_Problem description_. Reproduce the opening lines of the records exactly, up to and including the line in which "script is valid." occurs.

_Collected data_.
⟨
//! Loading scripts into the host's indexes.

use std::fs;
use std::path::Path;
use std::sync::Arc;

use pivot_data::{RecordType, Type};
use pivot_ecs::{ComponentDescription, EventDescription, Indexes, Role, SystemDescription};
use tracing::{debug, info};

use crate::ast::{ComponentBody, ComponentDecl, EventDecl, Item, RoleDecl, Script, SystemDecl};
use crate::builtins::Builtins;
use crate::check::{Schemas, check_system};
use crate::error::{ScriptError, ScriptResult};
use crate::interpreter::{CompiledSystem, InterpreterConfig};
use crate::parser::parse;

/// Names registered by one load, in registration order.
#[derive(Debug, Clone, Default, PartialEq, Eq)]
pub struct LoadSummary {
    pub components: Vec<String>,
    /// Events declared explicitly or through a system header.
    pub events: Vec<String>,
    pub systems: Vec<String>,
}

/// Compiles scripts into component, event and system descriptions.
#[derive(Debug, Clone, Default)]
pub struct Engine {
    builtins: Builtins,
    config: InterpreterConfig,
}

impl Engine {
    #[must_use]
    pub fn new() -> Self {
        Self::default()
    }

    pub fn with_builtins(mut self, builtins: Builtins) -> Self {
        self.builtins = builtins;
        self
    }

    pub fn with_config(mut self, config: InterpreterConfig) -> Self {
        self.config = config;
        self
    }

    pub fn config(&self) -> &InterpreterConfig {
        &self.config
    }

    /// Read and load a script file. See [`Engine::load_str`].
    pub fn load_file(
        &self,
        path: impl AsRef<Path>,
        indexes: &mut Indexes,
    ) -> ScriptResult<LoadSummary> {
        let path = path.as_ref();
        let source = fs::read_to_string(path).map_err(|source| ScriptError::Io {
            path: path.to_path_buf(),
            source,
        })?;
        info!(path = %path.display(), "loading script");
        self.load_str(&source, indexes)
    }

    /// Parse a script and register everything it declares.
    ///
    /// Loading is all or nothing: declarations are registered into a copy of `indexes`
    /// that replaces it only when the whole script is valid.
    pub fn load_str(&self, source: &str, indexes: &mut Indexes) -> ScriptResult<LoadSummary> {
        let script = parse(source)?;
        let mut staged = indexes.clone();
        let summary = self.register(&script, source, &mut staged)?;
        *indexes = staged;

        info!(
            components = summary.components.len(),
            events = summary.events.len(),
            systems = summary.systems.len(),
            "script loaded"
        );
        Ok(summary)
    }

    fn register(
        &self,
        script: &Script,
        source: &str,
        indexes: &mut Indexes,
    ) -> ScriptResult<LoadSummary> {
        let mut summary = LoadSummary::default();
        let mut schemas = Schemas::default();
        for description in indexes.components.iter() {
            schemas.insert(description.name.clone(), description.ty.clone());
        }

        // Components first, in source order, so later items can name them
        for item in &script.items {
            if let Item::Component(decl) = item {
                let ty = component_type(decl, &schemas, source)?;
                indexes
                    .register_component(ComponentDescription::new(decl.name.clone(), ty.clone()))?;
                schemas.insert(decl.name.clone(), ty);
                summary.components.push(decl.name.clone());
            }
        }

        for item in &script.items {
            if let Item::Event(decl) = item {
                indexes.register_event(event_description(decl, &schemas, source)?)?;
                summary.events.push(decl.name.clone());
            }
        }

        // System headers declare their event when nobody else did
        let mut listeners = Vec::new();
        for item in &script.items {
            if let Item::System(decl) = item {
                let listener = event_description(&decl.event, &schemas, source)?;
                match indexes.events.get(&listener.name) {
                    Some(declared) => declared.check_compatible(&listener)?,
                    None => {
                        indexes.register_event(listener.clone())?;
                        summary.events.push(listener.name.clone());
                    }
                }
                listeners.push((decl, listener));
            }
        }

        let source: Arc<str> = Arc::from(source);
        let schemas = Arc::new(schemas);
        let events = Arc::new(indexes.events.clone());
        for (decl, listener) in listeners {
            check_system(decl, &events, &schemas, &source)?;
            let compiled = CompiledSystem::new(
                Arc::new(decl.clone()),
                Arc::clone(&source),
                Arc::clone(&schemas),
                Arc::clone(&events),
                self.builtins.clone(),
                self.config,
            );
            indexes.register_system(system_description(decl, listener, compiled))?;
            debug!(system = %decl.name, "system compiled");
            summary.systems.push(decl.name.clone());
        }

        Ok(summary)
    }
}

fn component_type(decl: &ComponentDecl, schemas: &Schemas, source: &str) -> ScriptResult<Type> {
    match &decl.body {
        ComponentBody::Alias(ty) => schemas.resolve(ty, source),
        ComponentBody::Fields(fields) => {
            let mut record = RecordType::new();
            for field in fields {
                record.insert(field.name.clone(), schemas.resolve(&field.ty, source)?);
            }
            Ok(Type::Record(record))
        }
    }
}

fn event_description(
    decl: &EventDecl,
    schemas: &Schemas,
    source: &str,
) -> ScriptResult<EventDescription> {
    let payload = match &decl.payload {
        Some(field) => schemas.resolve(&field.ty, source)?,
        None => Type::empty_record(),
    };
    Ok(EventDescription {
        name: decl.name.clone(),
        roles: decl.roles.iter().map(role).collect(),
        payload,
    })
}

fn role(decl: &RoleDecl) -> Role {
    Role::new(decl.name.clone().unwrap_or_default(), decl.components.iter().cloned())
}

fn system_description(
    decl: &SystemDecl,
    listener: EventDescription,
    compiled: CompiledSystem,
) -> SystemDescription {
    SystemDescription::new(
        decl.name.clone(),
        decl.params.iter().map(role).collect(),
        Some(listener),
        move |_, combination, event| compiled.run(combination, event).map_err(Into::into),
    )
}

#[cfg(test)]
mod tests {
    use pivot_data::BasicType;
    use pivot_ecs::ErrorKind;

    use super::*;

    const STATS: &str = "\
component Stats
    Number xp
    Optional<String> title
component Speed = Number
";

    #[test]
    fn test_registers_declarations() {
        let mut indexes = Indexes::new();
        let summary = Engine::new()
            .load_str(
                &format!(
                    "{STATS}event Kill\n    Stats\n    String monster\nsystem Reward(p<Stats>) event Kill(e<Stats>, String monster)\n    p.Stats.xp = p.Stats.xp + 1\n"
                ),
                &mut indexes,
            )
            .unwrap();

        assert_eq!(summary.components, vec!["Stats", "Speed"]);
        assert_eq!(summary.events, vec!["Kill"]);
        assert_eq!(summary.systems, vec!["Reward"]);
        assert_eq!(
            indexes.components.get("Speed").unwrap().ty,
            Type::Basic(BasicType::Number)
        );
        assert_eq!(
            indexes.components.get("Stats").unwrap().ty,
            Type::record([
                ("title", Type::optional(Type::Basic(BasicType::String))),
                ("xp", Type::Basic(BasicType::Number)),
            ])
        );
        let kill = indexes.events.get("Kill").unwrap();
        assert_eq!(kill.payload, Type::Basic(BasicType::String));
        assert_eq!(kill.roles[0].components, vec!["Stats"]);
    }

    #[test]
    fn test_header_declares_event() {
        let mut indexes = Indexes::new();
        let summary = Engine::new()
            .load_str(
                &format!("{STATS}system Tick(p<Stats>) event Tick()\n    p.Stats.xp = 0\n"),
                &mut indexes,
            )
            .unwrap();
        assert_eq!(summary.events, vec!["Tick"]);
        assert_eq!(indexes.events.get("Tick").unwrap().payload, Type::empty_record());
    }

    #[test]
    fn test_contradicting_header() {
        let mut indexes = Indexes::new();
        let err = Engine::new()
            .load_str(
                &format!(
                    "{STATS}event Tick(Number dt)\nsystem S(p<Stats>) event Tick(String dt)\n    print(dt)\n"
                ),
                &mut indexes,
            )
            .unwrap_err();
        assert_eq!(err.kind(), ErrorKind::Validation);
        assert!(indexes.components.is_empty());
    }

    #[test]
    fn test_failed_load_registers_nothing() {
        let mut indexes = Indexes::new();
        let err = Engine::new()
            .load_str(
                &format!("{STATS}system S(p<Stats>) event Tick()\n    p.Missing.x = 1\n"),
                &mut indexes,
            )
            .unwrap_err();
        assert!(matches!(err, ScriptError::UndeclaredComponent { .. }));
        assert!(indexes.components.is_empty());
        assert!(indexes.events.is_empty());
        assert!(indexes.systems.is_empty());
    }

    #[test]
    fn test_duplicate_component_across_loads() {
        let engine = Engine::new();
        let mut indexes = Indexes::new();
        engine.load_str(STATS, &mut indexes).unwrap();
        let err = engine.load_str("component Speed = Integer\n", &mut indexes).unwrap_err();
        assert_eq!(err.kind(), ErrorKind::Registration);
        assert_eq!(err.to_string(), "component `Speed` is already registered");
    }

    #[test]
    fn test_later_load_sees_earlier_components() {
        let engine = Engine::new();
        let mut indexes = Indexes::new();
        engine.load_str(STATS, &mut indexes).unwrap();
        engine
            .load_str("component Hero\n    Stats stats\n    Speed speed\n", &mut indexes)
            .unwrap();
        assert!(indexes.components.contains("Hero"));
    }

    #[test]
    fn test_unknown_type() {
        let err = Engine::new()
            .load_str("component C\n    Real r\n", &mut Indexes::new())
            .unwrap_err();
        assert_eq!(err.to_string(), "unknown type `Real` at line 2");
    }

    #[test]
    fn test_missing_file() {
        let err = Engine::new()
            .load_file("does/not/exist.pivot", &mut Indexes::new())
            .unwrap_err();
        assert!(matches!(err, ScriptError::Io { .. }));
    }
}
⟩
_Exercise output_.
//! Loading scripts into the host's indexes.

use std::fs;
use std::path::Path;
use std::sync::Arc;

use pivot_data::{RecordType, Type};
use pivot_ecs::{ComponentDescription, EventDescription, Indexes, Role, SystemDescription};
use tracing::{debug, info};

use crate::ast::{ComponentBody, ComponentDecl, EventDecl, Item, RoleDecl, Script, SystemDecl};
use crate::builtins::Builtins;
use crate::check::{Schemas, check_system};
use crate::error::{ScriptError, ScriptResult};
use crate::interpreter::{CompiledSystem, InterpreterConfig};
use crate::parser::parse;

/// Names registered by one load, in registration order.
#[derive(Debug, Clone, Default, PartialEq, Eq)]
pub struct LoadSummary {
    pub components: Vec<String>,
    /// Events declared explicitly or through a system header.
    pub events: Vec<String>,
    pub systems: Vec<String>,
}

/// Compiles scripts into component, event and system descriptions.
#[derive(Debug, Clone, Default)]
pub struct Engine {
    builtins: Builtins,
    config: InterpreterConfig,
}

impl Engine {
    #[must_use]
    pub fn new() -> Self {
        Self::default()
    }

    pub fn with_builtins(mut self, builtins: Builtins) -> Self {
        self.builtins = builtins;
        self
    }

    pub fn with_config(mut self, config: InterpreterConfig) -> Self {
        self.config = config;
        self
    }

    pub fn config(&self) -> &InterpreterConfig {
        &self.config
    }

    /// Read and load a script file. See [`Engine::load_str`].
    pub fn load_file(
        &self,
        path: impl AsRef<Path>,
        indexes: &mut Indexes,
    ) -> ScriptResult<LoadSummary> {
        let path = path.as_ref();
        let source = fs::read_to_string(path).map_err(|source| ScriptError::Io {
            path: path.to_path_buf(),
            source,
        })?;
        info!(path = %path.display(), "loading script");
        self.load_str(&source, indexes)
    }

    /// Parse a script and register everything it declares.
    ///
    /// Loading is all or nothing: declarations are registered into a copy of `indexes`
    /// that replaces it only when the whole script is valid.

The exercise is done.